Anyhow, we talked for almost four hours on the phone that night. It was a little uncomfortable at first, but we immediately realized that our shared love for Drew Barrymore and The Adventure's of Pete and Pete was enough to render our 15 year old hearts compatible, and, for the first time in my life, I got to experience what love feels like.

I was young, and so, so happy, and didn't feel like a disgusting alien for the first time in my life, and it was fucking awesome.

Harry introduced me to punk rock. He made me a Descendents tape, introduced me to every Dead Kennedys record ever created, and made out with me to an Iron Maiden cassette he had stolen from Coconut Records (how fucking cool is this kid?!) We stole joints from my step mom and smoked them on my back porch late at night. We stole booze from wherever booze was located and got shitfaced and vomited out of passenger windows. He would steal his parents Suburban and drive, illegally, to sneak into my room, and my God it seems like a lot of our time spent together involved stealing and being sneaky about shit but I promise you it was (slightly) more wholesome than that.

It lasted 6 months. Or maybe 4. When you're 15, it doesn't really matter, it feels like it couldn't possibly end.
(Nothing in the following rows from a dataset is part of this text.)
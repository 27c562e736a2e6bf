use std::sync::Arc;

use clap::Parser;
use tracing_subscriber::{layer::SubscriberExt, util::SubscriberInitExt};

use milestone_overview::api;
use milestone_overview::cache::OverviewCache;
use milestone_overview::config::Config;
use milestone_overview::github::GithubClient;
use milestone_overview::overview::{Overview, Renderer};

fn init_tracing() {
    let filter = tracing_subscriber::EnvFilter::new(
        std::env::var("RUST_LOG")
            .unwrap_or_else(|_| "milestone_overview=info,tower_http=debug".into()),
    );

    tracing_subscriber::registry()
        .with(filter)
        .with(tracing_subscriber::fmt::layer())
        .init();
}

#[tokio::main]
async fn main() -> anyhow::Result<()> {
    let config = Config::parse();
    init_tracing();

    let tracker = GithubClient::from_env(config.api_url.as_str());
    let renderer = match &config.templates {
        Some(dir) => Renderer::from_dir(dir.clone()),
        None => Renderer::builtin(),
    };
    let overview = Overview::new(tracker, config.repo.as_str(), config.filter(), renderer);
    let cache = Arc::new(OverviewCache::new(overview, config.cache));

    let app = api::create_router(cache);

    let addr = config.listen_addr();
    let listener = tokio::net::TcpListener::bind(&addr).await?;
    tracing::info!(
        repo = %config.repo,
        cache = ?config.cache,
        "serving milestone overview on http://{}",
        addr
    );

    axum::serve(listener, app).await?;

    Ok(())
}
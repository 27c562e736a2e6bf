//! Milestone overview: fetches a repository's milestones and issues from the
//! GitHub API, renders them into a single HTML page and serves that page from
//! a time-based cache.

pub mod api;
pub mod cache;
pub mod config;
pub mod error;
pub mod github;
pub mod models;
pub mod overview;

pub use error::{Error, ErrorKind, Result};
I never realized until now that, although I spent so much of my younger years waiting impatiently to get older and move the fuck out of my hometown, that I have never really been able to more enjoy living in the moment than I did when I was 15 and in love for the first time. A lot of people have someone they've set as their "Standard", comparing everyone else they date to that one person, but Harry was honestly incomparable. When you're 15 and you live at home, and don't have a job or bills, and can get away with pairing corduroys AND a tube top, you're essentially living in fantasy land, and when you get to share some time with someone awesome who wants to make out with you, that's pretty much impossible to beat. He was funny, and beautiful, and he had a giant trampoline. And he liked me, and made me feel likable for the first time.

When I think of our time spent together I think of perfectly untouched, just fallen snow.
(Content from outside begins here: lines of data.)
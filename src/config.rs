//! Command line configuration.

use std::path::PathBuf;
use std::time::Duration;

use clap::{ArgAction, Parser};

use crate::github::DEFAULT_API_URL;
use crate::overview::MilestoneFilter;

#[derive(Debug, Clone, Parser)]
#[command(name = "milestone-overview")]
#[command(about = "Serve an HTML overview of a repository's milestones and issues")]
#[command(version)]
pub struct Config {
    /// Repository name
    #[arg(long, default_value = "syncthing/syncthing")]
    pub repo: String,

    /// Listen address
    #[arg(long, default_value = ":8080")]
    pub listen: String,

    /// Cache life time
    #[arg(long, default_value = "1h", value_parser = parse_duration)]
    pub cache: Duration,

    /// Include milestones with a due date
    #[arg(long, default_value_t = true, action = ArgAction::Set, num_args = 0..=1, default_missing_value = "true")]
    pub due: bool,

    /// Include milestones without a due date
    #[arg(long, default_value_t = false, action = ArgAction::Set, num_args = 0..=1, default_missing_value = "true")]
    pub nondue: bool,

    /// Issue tracker API base URL
    #[arg(long, env = "GITHUB_API_URL", default_value = DEFAULT_API_URL)]
    pub api_url: String,

    /// Directory of *.html.hbs templates to use instead of the built-in page
    #[arg(long)]
    pub templates: Option<PathBuf>,
}

impl Config {
    pub fn filter(&self) -> MilestoneFilter {
        MilestoneFilter {
            include_due: self.due,
            include_non_due: self.nondue,
        }
    }

    /// The address to bind. An empty host (`:8080`) means all interfaces.
    pub fn listen_addr(&self) -> String {
        match self.listen.strip_prefix(':') {
            Some(port) => format!("0.0.0.0:{}", port),
            None => self.listen.clone(),
        }
    }
}

/// Parse a duration such as `1h`, `90s`, `1h30m` or `1.5m`.
///
/// Units: `ns`, `us` (or `µs`), `ms`, `s`, `m`, `h`. A bare `0` is accepted.
pub fn parse_duration(s: &str) -> Result<Duration, String> {
    let input = s.trim();
    if input == "0" {
        return Ok(Duration::ZERO);
    }
    if input.is_empty() {
        return Err("empty duration".to_string());
    }

    let mut rest = input;
    let mut nanos = 0f64;
    while !rest.is_empty() {
        let num_end = rest
            .find(|c: char| !(c.is_ascii_digit() || c == '.'))
            .unwrap_or(rest.len());
        if num_end == 0 {
            return Err(format!("invalid duration {:?}", input));
        }
        let value: f64 = rest[..num_end]
            .parse()
            .map_err(|_| format!("invalid duration {:?}", input))?;
        rest = &rest[num_end..];

        let unit_end = rest
            .find(|c: char| c.is_ascii_digit() || c == '.')
            .unwrap_or(rest.len());
        let scale = match &rest[..unit_end] {
            "ns" => 1.0,
            "us" | "µs" => 1e3,
            "ms" => 1e6,
            "s" => 1e9,
            "m" => 60e9,
            "h" => 3600e9,
            "" => return Err(format!("missing unit in duration {:?}", input)),
            unit => return Err(format!("unknown unit {:?} in duration {:?}", unit, input)),
        };
        nanos += value * scale;
        rest = &rest[unit_end..];
    }

    Ok(Duration::from_nanos(nanos.round() as u64))
}

#[cfg(test)]
mod tests {
    use super::*;

    #[test]
    fn defaults() {
        let config = Config::parse_from(["milestone-overview"]);
        assert_eq!(config.repo, "syncthing/syncthing");
        assert_eq!(config.listen, ":8080");
        assert_eq!(config.cache, Duration::from_secs(3600));
        assert_eq!(config.filter(), MilestoneFilter::default());
        assert!(config.templates.is_none());
    }

    #[test]
    fn boolean_flags_take_values() {
        let config = Config::parse_from(["milestone-overview", "--due=false", "--nondue"]);
        assert!(!config.due);
        assert!(config.nondue);

        let config = Config::parse_from(["milestone-overview", "--due", "false"]);
        assert!(!config.due);
    }

    #[test]
    fn listen_addr_fills_in_empty_host() {
        let config = Config::parse_from(["milestone-overview"]);
        assert_eq!(config.listen_addr(), "0.0.0.0:8080");

        let config = Config::parse_from(["milestone-overview", "--listen", "127.0.0.1:9000"]);
        assert_eq!(config.listen_addr(), "127.0.0.1:9000");
    }

    #[test]
    fn parses_durations() {
        assert_eq!(parse_duration("1h"), Ok(Duration::from_secs(3600)));
        assert_eq!(parse_duration("90s"), Ok(Duration::from_secs(90)));
        assert_eq!(parse_duration("1h30m"), Ok(Duration::from_secs(5400)));
        assert_eq!(parse_duration("1.5m"), Ok(Duration::from_secs(90)));
        assert_eq!(parse_duration("250ms"), Ok(Duration::from_millis(250)));
        assert_eq!(parse_duration("0"), Ok(Duration::ZERO));
    }

    #[test]
    fn rejects_bad_durations() {
        assert!(parse_duration("").is_err());
        assert!(parse_duration("10").is_err());
        assert!(parse_duration("5d").is_err());
        assert!(parse_duration("h").is_err());
    }
}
He was my first kiss, my first love, and my first heartbreak. I totally identify with you, Justin Bieber song that was famous before I knew who the fuck Justin Bieber was. Except I would totally be the Ludacris part.
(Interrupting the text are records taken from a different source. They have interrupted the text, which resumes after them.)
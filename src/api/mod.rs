mod handlers;

use std::sync::Arc;

use axum::{routing::any, Router};
use tower_http::trace::TraceLayer;

use crate::cache::{Generate, OverviewCache};

pub use handlers::HTML_CONTENT_TYPE;

/// Build the router. Every method on every path serves the overview page.
pub fn create_router<G>(cache: Arc<OverviewCache<G>>) -> Router
where
    G: Generate + 'static,
{
    Router::new()
        .route("/", any(handlers::overview::<G>))
        .fallback(handlers::overview::<G>)
        .layer(TraceLayer::new_for_http())
        .with_state(cache)
}
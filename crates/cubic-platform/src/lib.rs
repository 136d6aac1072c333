// SPDX-License-Identifier: CEPL-1.0
//! Windowing glue. The app reaches `winit` through this re-export so the
//! version is pinned in one place.
#![deny(unsafe_op_in_unsafe_fn)]
use cubic_render::RenderSize;
pub use winit;

use winit::dpi::PhysicalSize;
use winit::window::Window;

/// Size of the window's drawable area in physical pixels. On high-DPI
/// displays this differs from the logical size the window was requested at.
pub fn drawable_size(window: &Window) -> RenderSize {
    from_physical(window.inner_size())
}

pub fn from_physical(size: PhysicalSize<u32>) -> RenderSize {
    RenderSize::new(size.width, size.height)
}

#[cfg(test)]
mod tests {
    use super::*;

    #[test]
    fn physical_size_maps_straight_through() {
        let s = from_physical(PhysicalSize::new(2560, 1440));
        assert_eq!(s, RenderSize::new(2560, 1440));
        assert!(from_physical(PhysicalSize::new(0, 1440)).is_empty());
    }
}
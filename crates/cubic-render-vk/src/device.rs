// SPDX-License-Identifier: CEPL-1.0
//! Logical device, its queues and the small object factories hung off it.
use crate::physical_device::PhysicalDevice;
use crate::surface::VkSurface;
use anyhow::{Context, Result};
use ash::khr::swapchain;
use ash::util::read_spv;
use ash::vk;
use cubic_render::RenderError;
use std::io::Cursor;
use tracing::info;

#[derive(Clone, Copy, Debug, PartialEq, Eq)]
pub struct QueueFamilyConfig {
    pub graphics: u32,
    pub presentation: u32,
}

impl QueueFamilyConfig {
    pub fn has_distinct_presentation_queue(&self) -> bool {
        self.graphics != self.presentation
    }

    /// Family indices a swapchain must be shared across when the queues differ.
    pub fn sharing_indices(&self) -> Vec<u32> {
        if self.has_distinct_presentation_queue() {
            vec![self.graphics, self.presentation]
        } else {
            vec![self.graphics]
        }
    }
}

/// Picks the graphics and presentation families.
///
/// The first graphics family is remembered; scanning stops early at the first
/// graphics family that can also present, which then serves both roles.
/// Otherwise a second pass takes the first family that can present at all.
pub fn resolve_queue_families(
    families: &[vk::QueueFamilyProperties],
    mut supports_present: impl FnMut(u32) -> Result<bool>,
) -> Result<QueueFamilyConfig> {
    let mut graphics = None;
    for (i, family) in families.iter().enumerate() {
        let i = i as u32;
        if family.queue_count == 0 || !family.queue_flags.contains(vk::QueueFlags::GRAPHICS) {
            continue;
        }
        if graphics.is_none() {
            graphics = Some(i);
        }
        if supports_present(i)? {
            return Ok(QueueFamilyConfig {
                graphics: i,
                presentation: i,
            });
        }
    }

    let graphics = graphics
        .ok_or_else(|| RenderError::DeviceSelection("no graphics queue family".into()))?;

    for i in 0..families.len() as u32 {
        if supports_present(i)? {
            return Ok(QueueFamilyConfig {
                graphics,
                presentation: i,
            });
        }
    }

    Err(RenderError::DeviceSelection("no presentation queue family".into()).into())
}

/// Logical device and its two queues. Everything built from the device holds
/// a clone of its dispatch table and must drop before this.
pub struct DeviceContext {
    device: ash::Device,
    swapchain_loader: swapchain::Device,
    queues: QueueFamilyConfig,
    graphics_queue: vk::Queue,
    presentation_queue: vk::Queue,
}

impl DeviceContext {
    pub unsafe fn new(
        instance: &ash::Instance,
        physical: &PhysicalDevice,
        surface: &VkSurface,
    ) -> Result<Self> {
        let families = instance.get_physical_device_queue_family_properties(physical.handle());
        let queues = resolve_queue_families(&families, |i| {
            surface.supports_present(physical.handle(), i)
        })?;

        let priority = [1.0f32];
        let queue_infos: Vec<_> = queues
            .sharing_indices()
            .into_iter()
            .map(|family| vk::DeviceQueueCreateInfo {
                s_type: vk::StructureType::DEVICE_QUEUE_CREATE_INFO,
                queue_family_index: family,
                queue_count: 1,
                p_queue_priorities: priority.as_ptr(),
                ..Default::default()
            })
            .collect();

        let features = vk::PhysicalDeviceFeatures {
            sample_rate_shading: physical.supports_sample_rate_shading() as vk::Bool32,
            sampler_anisotropy: physical.supports_anisotropy() as vk::Bool32,
            ..Default::default()
        };
        let extensions = [swapchain::NAME.as_ptr()];

        let create_info = vk::DeviceCreateInfo {
            s_type: vk::StructureType::DEVICE_CREATE_INFO,
            queue_create_info_count: queue_infos.len() as u32,
            p_queue_create_infos: queue_infos.as_ptr(),
            enabled_extension_count: extensions.len() as u32,
            pp_enabled_extension_names: extensions.as_ptr(),
            p_enabled_features: &features,
            ..Default::default()
        };

        let device = instance
            .create_device(physical.handle(), &create_info, None)
            .context("create_device")?;
        let graphics_queue = device.get_device_queue(queues.graphics, 0);
        let presentation_queue = device.get_device_queue(queues.presentation, 0);
        let swapchain_loader = swapchain::Device::new(instance, &device);

        info!(
            "device ready: graphics family {}, presentation family {} (distinct={})",
            queues.graphics,
            queues.presentation,
            queues.has_distinct_presentation_queue()
        );

        Ok(Self {
            device,
            swapchain_loader,
            queues,
            graphics_queue,
            presentation_queue,
        })
    }

    pub fn raw(&self) -> &ash::Device {
        &self.device
    }

    pub fn swapchain_loader(&self) -> &swapchain::Device {
        &self.swapchain_loader
    }

    pub fn queues(&self) -> QueueFamilyConfig {
        self.queues
    }

    pub fn graphics_queue(&self) -> vk::Queue {
        self.graphics_queue
    }

    pub fn presentation_queue(&self) -> vk::Queue {
        self.presentation_queue
    }

    pub unsafe fn wait_idle(&self) -> Result<()> {
        self.device.device_wait_idle().context("device_wait_idle")
    }

    pub unsafe fn create_semaphores(&self, count: usize) -> Result<Vec<vk::Semaphore>> {
        let ci = vk::SemaphoreCreateInfo::default();
        (0..count)
            .map(|_| {
                self.device
                    .create_semaphore(&ci, None)
                    .context("create_semaphore")
            })
            .collect()
    }

    /// Fences start signalled so the first wait on each returns immediately.
    pub unsafe fn create_fences(&self, count: usize) -> Result<Vec<vk::Fence>> {
        let ci = vk::FenceCreateInfo {
            s_type: vk::StructureType::FENCE_CREATE_INFO,
            flags: vk::FenceCreateFlags::SIGNALED,
            ..Default::default()
        };
        (0..count)
            .map(|_| self.device.create_fence(&ci, None).context("create_fence"))
            .collect()
    }

    /// Wraps raw SPIR-V bytes in a shader module.
    pub unsafe fn create_shader_module(&self, bytes: &[u8]) -> Result<vk::ShaderModule> {
        let code = read_spv(&mut Cursor::new(bytes)).map_err(|e| {
            RenderError::ResourceCreation(format!("invalid SPIR-V ({} bytes): {e}", bytes.len()))
        })?;
        let ci = vk::ShaderModuleCreateInfo {
            s_type: vk::StructureType::SHADER_MODULE_CREATE_INFO,
            p_code: code.as_ptr(),
            code_size: code.len() * 4,
            ..Default::default()
        };
        self.device.create_shader_module(&ci, None).map_err(|e| {
            RenderError::ResourceCreation(format!("create_shader_module: {e:?}")).into()
        })
    }
}

impl Drop for DeviceContext {
    fn drop(&mut self) {
        unsafe {
            self.device.device_wait_idle().ok();
            self.device.destroy_device(None);
        }
    }
}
                (I saw Bridget Everett cover it at Joe's Pub a few years ago. Way better.)

We had a falling out over our break-up, then reconciled almost 6 years later, somewhat keeping in touch, yet each of us just a little too fucked up to create any real friendship at that point.

He left the way many of my friends have: tragically, and far too soon. While it makes me sad, I know that there were many other people who knew him better than I did in the later years of his life, and it pains me to think how much they must miss him, because I know that someone like that was one in a million, and I know how hard it is to keep living without those special people we meet along the way.

So thank you, Harry, for everything. You are missed.